> [Supplied entries]:
*** Block opens ***
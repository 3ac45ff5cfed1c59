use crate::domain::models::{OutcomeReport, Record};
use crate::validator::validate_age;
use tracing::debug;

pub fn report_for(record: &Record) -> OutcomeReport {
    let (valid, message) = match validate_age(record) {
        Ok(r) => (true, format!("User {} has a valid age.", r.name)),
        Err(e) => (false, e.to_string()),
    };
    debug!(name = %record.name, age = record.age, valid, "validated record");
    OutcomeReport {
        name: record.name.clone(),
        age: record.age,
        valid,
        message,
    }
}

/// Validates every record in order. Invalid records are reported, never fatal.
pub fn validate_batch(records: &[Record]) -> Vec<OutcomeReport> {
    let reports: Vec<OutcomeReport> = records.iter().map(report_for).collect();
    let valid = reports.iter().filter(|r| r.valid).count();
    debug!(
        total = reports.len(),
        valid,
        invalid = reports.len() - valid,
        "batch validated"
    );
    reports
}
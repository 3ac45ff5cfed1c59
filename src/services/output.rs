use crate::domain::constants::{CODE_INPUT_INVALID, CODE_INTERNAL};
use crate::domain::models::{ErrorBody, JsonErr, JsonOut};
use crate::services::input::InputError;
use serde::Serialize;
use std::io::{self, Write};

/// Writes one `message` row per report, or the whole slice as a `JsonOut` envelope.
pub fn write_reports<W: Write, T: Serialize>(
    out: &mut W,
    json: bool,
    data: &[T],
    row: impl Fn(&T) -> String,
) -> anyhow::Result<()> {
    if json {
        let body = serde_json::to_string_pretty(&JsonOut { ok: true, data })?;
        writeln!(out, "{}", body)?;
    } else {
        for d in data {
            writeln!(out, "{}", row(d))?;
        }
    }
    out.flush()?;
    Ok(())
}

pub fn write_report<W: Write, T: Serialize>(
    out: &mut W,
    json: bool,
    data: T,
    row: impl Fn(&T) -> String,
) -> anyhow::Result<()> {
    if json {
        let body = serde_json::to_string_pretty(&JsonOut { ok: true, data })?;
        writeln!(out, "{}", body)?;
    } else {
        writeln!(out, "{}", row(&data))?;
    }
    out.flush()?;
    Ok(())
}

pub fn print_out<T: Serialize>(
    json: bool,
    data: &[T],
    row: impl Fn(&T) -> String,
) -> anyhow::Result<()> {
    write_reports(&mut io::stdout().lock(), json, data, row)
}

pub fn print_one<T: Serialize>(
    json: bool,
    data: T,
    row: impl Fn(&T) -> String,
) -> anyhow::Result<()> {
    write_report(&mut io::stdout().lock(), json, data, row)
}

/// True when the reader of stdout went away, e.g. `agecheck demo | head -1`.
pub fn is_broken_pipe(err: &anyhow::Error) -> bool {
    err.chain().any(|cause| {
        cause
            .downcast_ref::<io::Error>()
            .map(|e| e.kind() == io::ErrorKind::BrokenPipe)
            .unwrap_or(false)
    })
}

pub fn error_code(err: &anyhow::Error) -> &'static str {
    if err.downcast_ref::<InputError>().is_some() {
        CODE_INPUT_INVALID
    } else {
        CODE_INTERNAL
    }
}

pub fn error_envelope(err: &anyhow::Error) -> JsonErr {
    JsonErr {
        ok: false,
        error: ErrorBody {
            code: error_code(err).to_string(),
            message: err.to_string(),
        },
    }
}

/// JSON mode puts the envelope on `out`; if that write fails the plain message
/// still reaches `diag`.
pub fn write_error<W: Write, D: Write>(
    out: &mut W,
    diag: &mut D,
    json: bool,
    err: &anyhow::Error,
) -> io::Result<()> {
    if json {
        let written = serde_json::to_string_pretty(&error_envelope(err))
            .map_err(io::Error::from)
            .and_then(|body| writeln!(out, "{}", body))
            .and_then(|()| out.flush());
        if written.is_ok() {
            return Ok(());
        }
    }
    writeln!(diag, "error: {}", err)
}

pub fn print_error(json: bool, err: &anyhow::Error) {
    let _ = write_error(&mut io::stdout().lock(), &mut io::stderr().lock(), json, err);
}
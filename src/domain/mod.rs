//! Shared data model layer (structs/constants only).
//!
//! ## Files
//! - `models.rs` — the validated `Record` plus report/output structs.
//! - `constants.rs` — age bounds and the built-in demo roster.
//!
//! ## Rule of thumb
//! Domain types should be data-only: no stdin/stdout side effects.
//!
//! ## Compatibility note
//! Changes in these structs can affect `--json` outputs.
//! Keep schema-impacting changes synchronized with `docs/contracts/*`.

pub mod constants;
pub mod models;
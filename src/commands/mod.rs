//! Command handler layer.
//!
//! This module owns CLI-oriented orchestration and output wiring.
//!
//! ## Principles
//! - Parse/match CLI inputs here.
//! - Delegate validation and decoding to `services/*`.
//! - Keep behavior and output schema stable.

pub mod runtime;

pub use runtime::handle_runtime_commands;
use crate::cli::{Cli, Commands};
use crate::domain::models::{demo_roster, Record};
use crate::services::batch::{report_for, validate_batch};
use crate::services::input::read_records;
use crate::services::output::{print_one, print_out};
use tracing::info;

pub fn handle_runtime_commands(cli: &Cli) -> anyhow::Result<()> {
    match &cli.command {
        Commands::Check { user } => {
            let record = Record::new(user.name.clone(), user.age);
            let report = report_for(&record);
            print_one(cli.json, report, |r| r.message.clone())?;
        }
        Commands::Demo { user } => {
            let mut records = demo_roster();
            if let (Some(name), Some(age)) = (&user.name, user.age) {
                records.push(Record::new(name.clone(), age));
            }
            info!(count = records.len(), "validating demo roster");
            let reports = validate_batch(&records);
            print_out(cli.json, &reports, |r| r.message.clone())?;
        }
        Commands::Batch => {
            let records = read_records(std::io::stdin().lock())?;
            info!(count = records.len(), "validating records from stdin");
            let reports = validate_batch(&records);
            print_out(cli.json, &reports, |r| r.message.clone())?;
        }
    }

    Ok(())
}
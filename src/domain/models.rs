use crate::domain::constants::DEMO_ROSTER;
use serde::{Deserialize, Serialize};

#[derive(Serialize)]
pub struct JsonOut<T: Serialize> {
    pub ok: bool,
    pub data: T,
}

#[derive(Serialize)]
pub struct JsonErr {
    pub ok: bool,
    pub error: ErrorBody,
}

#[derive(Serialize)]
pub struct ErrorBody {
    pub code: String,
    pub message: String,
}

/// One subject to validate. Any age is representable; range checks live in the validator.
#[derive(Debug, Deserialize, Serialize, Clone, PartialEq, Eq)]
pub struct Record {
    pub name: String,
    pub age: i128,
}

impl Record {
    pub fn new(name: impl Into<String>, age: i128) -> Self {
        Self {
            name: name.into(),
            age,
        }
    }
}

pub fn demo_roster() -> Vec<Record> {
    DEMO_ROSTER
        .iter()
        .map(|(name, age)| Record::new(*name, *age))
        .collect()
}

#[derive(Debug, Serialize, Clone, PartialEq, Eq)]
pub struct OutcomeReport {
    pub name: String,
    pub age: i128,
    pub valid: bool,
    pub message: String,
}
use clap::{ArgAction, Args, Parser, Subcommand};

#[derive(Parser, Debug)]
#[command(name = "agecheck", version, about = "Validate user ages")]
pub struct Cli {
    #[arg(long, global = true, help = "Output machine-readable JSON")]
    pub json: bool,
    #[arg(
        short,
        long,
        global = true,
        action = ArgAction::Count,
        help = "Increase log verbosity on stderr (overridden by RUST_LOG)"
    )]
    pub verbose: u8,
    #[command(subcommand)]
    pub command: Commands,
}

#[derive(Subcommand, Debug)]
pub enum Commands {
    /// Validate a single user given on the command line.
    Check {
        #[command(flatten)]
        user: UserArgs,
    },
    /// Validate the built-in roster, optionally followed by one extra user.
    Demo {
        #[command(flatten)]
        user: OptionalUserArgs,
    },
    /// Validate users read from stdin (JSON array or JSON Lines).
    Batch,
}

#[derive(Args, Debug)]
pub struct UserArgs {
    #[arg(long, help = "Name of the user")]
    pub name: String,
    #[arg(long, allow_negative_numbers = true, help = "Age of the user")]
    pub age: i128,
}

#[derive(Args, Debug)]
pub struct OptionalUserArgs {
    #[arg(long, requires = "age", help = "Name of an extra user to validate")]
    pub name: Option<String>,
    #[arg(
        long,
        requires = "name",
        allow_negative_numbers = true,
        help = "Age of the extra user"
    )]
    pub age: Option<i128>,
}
*** Block closes ***
> [Aim of the task]:
In the entries above, please find the line with "filename src/domain/models.rs" and the line with "pub struct ErrorBody", then write out exactly those two lines and every line between them, and nothing more.

> [Exercise solution]:
filename src/domain/models.rs
use crate::domain::constants::DEMO_ROSTER;
use serde::{Deserialize, Serialize};

#[derive(Serialize)]
pub struct JsonOut<T: Serialize> {
    pub ok: bool,
    pub data: T,
}

#[derive(Serialize)]
pub struct JsonErr {
    pub ok: bool,
    pub error: ErrorBody,
}

#[derive(Serialize)]
pub struct ErrorBody {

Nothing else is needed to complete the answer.